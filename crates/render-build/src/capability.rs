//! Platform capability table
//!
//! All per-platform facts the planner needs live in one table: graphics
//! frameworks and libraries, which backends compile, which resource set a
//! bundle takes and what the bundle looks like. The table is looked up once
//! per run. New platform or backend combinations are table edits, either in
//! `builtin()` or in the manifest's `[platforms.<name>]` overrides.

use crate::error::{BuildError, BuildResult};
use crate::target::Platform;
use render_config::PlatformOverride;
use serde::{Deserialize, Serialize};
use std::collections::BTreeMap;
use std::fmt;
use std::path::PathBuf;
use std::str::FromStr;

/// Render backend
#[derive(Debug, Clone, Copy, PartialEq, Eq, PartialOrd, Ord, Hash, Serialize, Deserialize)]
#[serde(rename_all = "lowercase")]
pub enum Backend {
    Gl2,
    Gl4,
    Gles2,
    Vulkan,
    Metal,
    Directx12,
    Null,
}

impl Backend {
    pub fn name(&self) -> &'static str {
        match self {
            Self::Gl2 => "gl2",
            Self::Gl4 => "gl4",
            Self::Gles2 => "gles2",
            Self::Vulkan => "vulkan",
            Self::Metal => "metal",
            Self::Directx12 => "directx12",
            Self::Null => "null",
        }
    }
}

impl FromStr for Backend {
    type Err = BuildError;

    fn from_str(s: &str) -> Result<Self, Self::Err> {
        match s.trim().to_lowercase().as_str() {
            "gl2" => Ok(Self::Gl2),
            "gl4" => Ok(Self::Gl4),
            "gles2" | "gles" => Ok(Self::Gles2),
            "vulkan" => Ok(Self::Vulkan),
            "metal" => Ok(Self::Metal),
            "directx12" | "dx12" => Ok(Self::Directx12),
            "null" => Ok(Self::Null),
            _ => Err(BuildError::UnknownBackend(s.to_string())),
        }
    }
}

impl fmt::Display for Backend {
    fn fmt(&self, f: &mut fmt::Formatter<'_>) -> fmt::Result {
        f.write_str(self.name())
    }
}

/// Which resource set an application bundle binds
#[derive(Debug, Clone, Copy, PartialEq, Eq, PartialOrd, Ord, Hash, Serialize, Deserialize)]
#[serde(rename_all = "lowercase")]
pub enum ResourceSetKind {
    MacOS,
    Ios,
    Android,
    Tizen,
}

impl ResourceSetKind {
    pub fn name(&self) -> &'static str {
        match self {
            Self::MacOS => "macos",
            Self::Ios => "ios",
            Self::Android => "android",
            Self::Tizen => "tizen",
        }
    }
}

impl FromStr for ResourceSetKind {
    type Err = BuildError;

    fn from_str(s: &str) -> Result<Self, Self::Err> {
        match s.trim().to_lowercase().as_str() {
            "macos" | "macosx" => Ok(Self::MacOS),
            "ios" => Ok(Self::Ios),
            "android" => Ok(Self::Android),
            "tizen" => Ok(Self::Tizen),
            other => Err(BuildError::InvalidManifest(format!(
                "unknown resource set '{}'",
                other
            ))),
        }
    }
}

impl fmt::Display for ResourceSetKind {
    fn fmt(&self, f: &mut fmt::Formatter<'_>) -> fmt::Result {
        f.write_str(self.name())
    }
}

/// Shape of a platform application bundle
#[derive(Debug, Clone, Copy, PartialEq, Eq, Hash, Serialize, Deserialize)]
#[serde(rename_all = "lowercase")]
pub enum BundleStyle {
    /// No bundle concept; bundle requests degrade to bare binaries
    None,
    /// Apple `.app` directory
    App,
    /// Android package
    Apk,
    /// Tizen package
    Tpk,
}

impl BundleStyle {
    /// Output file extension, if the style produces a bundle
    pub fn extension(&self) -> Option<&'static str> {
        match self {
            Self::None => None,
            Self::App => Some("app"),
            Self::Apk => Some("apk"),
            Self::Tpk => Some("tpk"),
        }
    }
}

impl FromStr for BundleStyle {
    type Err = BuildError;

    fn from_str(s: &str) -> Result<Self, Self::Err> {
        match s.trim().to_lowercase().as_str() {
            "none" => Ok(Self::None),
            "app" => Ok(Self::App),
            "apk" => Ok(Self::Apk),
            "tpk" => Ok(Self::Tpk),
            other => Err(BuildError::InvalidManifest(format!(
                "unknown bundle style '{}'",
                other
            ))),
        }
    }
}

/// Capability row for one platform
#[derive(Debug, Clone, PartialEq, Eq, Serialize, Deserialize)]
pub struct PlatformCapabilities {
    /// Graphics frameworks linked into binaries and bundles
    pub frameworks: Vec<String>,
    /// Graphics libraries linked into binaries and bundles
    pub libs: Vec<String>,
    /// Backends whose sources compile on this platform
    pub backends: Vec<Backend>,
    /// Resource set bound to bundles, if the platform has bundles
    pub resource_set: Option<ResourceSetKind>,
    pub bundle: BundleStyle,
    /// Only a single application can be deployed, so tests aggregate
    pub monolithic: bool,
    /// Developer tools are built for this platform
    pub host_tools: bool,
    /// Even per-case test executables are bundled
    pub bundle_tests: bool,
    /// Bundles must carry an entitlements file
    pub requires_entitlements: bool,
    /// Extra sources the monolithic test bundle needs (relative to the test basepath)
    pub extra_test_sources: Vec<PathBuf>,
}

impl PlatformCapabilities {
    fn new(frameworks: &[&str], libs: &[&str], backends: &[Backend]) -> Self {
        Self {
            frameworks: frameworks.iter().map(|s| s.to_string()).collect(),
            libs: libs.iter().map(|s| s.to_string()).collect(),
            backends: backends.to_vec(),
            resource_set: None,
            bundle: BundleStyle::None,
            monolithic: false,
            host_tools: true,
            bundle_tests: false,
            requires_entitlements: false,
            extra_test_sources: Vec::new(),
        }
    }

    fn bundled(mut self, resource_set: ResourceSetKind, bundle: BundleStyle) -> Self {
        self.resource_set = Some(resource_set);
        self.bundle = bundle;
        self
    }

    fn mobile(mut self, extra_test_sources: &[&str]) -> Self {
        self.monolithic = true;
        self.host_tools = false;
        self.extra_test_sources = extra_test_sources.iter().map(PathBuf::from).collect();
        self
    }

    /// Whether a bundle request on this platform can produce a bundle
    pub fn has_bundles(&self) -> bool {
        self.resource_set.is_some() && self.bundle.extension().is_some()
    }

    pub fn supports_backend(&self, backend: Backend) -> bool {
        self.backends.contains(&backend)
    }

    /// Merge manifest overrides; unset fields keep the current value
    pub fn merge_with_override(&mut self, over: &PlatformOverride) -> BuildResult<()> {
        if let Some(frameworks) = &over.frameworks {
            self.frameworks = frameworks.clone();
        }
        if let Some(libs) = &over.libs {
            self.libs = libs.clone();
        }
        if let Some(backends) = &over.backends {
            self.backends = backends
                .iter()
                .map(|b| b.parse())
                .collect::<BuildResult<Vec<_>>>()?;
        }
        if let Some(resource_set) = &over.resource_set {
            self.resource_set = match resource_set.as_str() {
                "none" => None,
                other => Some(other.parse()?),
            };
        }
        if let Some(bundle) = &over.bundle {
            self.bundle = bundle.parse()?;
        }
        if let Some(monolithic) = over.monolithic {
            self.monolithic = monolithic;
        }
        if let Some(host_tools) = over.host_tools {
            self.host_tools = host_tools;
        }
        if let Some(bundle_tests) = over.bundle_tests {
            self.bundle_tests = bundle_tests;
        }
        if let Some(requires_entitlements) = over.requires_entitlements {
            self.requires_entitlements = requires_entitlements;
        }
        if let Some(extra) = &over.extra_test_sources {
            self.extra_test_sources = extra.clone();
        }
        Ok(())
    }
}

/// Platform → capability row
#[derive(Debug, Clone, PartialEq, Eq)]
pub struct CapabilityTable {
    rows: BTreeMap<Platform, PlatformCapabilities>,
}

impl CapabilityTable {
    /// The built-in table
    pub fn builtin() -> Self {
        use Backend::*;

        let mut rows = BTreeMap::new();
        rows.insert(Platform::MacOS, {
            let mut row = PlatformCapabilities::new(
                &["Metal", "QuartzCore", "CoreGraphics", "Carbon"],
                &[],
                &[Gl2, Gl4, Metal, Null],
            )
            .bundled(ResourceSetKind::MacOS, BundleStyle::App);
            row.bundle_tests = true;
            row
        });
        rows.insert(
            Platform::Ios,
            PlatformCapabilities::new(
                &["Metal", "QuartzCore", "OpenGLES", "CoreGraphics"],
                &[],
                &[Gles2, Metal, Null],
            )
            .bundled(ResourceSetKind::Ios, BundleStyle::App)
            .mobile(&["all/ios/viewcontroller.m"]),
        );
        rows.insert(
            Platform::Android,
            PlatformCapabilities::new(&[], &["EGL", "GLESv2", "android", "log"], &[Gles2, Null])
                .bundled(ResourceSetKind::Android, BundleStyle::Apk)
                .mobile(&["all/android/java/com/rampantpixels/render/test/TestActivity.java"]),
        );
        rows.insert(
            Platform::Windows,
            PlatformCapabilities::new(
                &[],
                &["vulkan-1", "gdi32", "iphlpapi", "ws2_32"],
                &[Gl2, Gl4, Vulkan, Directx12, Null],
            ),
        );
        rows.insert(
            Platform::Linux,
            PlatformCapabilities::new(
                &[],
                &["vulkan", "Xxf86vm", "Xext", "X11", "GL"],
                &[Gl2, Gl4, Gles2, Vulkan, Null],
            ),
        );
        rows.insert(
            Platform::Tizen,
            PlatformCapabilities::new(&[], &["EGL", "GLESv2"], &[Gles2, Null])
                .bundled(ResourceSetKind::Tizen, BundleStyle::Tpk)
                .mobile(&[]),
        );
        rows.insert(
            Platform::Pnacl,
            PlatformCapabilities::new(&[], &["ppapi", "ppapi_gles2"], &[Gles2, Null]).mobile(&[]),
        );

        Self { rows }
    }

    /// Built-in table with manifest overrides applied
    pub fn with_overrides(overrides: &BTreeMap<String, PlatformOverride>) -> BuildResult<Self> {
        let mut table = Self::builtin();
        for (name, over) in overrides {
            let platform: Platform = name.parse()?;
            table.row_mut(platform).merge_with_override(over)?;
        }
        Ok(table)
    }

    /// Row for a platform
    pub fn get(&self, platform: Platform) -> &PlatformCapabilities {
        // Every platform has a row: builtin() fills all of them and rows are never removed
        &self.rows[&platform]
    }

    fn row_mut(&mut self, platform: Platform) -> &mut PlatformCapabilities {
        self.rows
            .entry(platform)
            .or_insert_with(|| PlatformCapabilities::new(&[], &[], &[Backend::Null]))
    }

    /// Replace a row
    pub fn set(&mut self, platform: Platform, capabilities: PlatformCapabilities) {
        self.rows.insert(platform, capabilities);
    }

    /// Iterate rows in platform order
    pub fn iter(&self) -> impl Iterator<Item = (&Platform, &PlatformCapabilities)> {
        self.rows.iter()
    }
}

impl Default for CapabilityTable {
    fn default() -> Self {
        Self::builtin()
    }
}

•••

Task description >> Look through the data above. Copy every line with the string "frameworks" in it.

Response below >>
//! frameworks and libraries, which backends compile, which resource set a
    /// Graphics frameworks linked into binaries and bundles
    pub frameworks: Vec<String>,
    fn new(frameworks: &[&str], libs: &[&str], backends: &[Backend]) -> Self {
            frameworks: frameworks.iter().map(|s| s.to_string()).collect(),
        if let Some(frameworks) = &over.frameworks {
            self.frameworks = frameworks.clone();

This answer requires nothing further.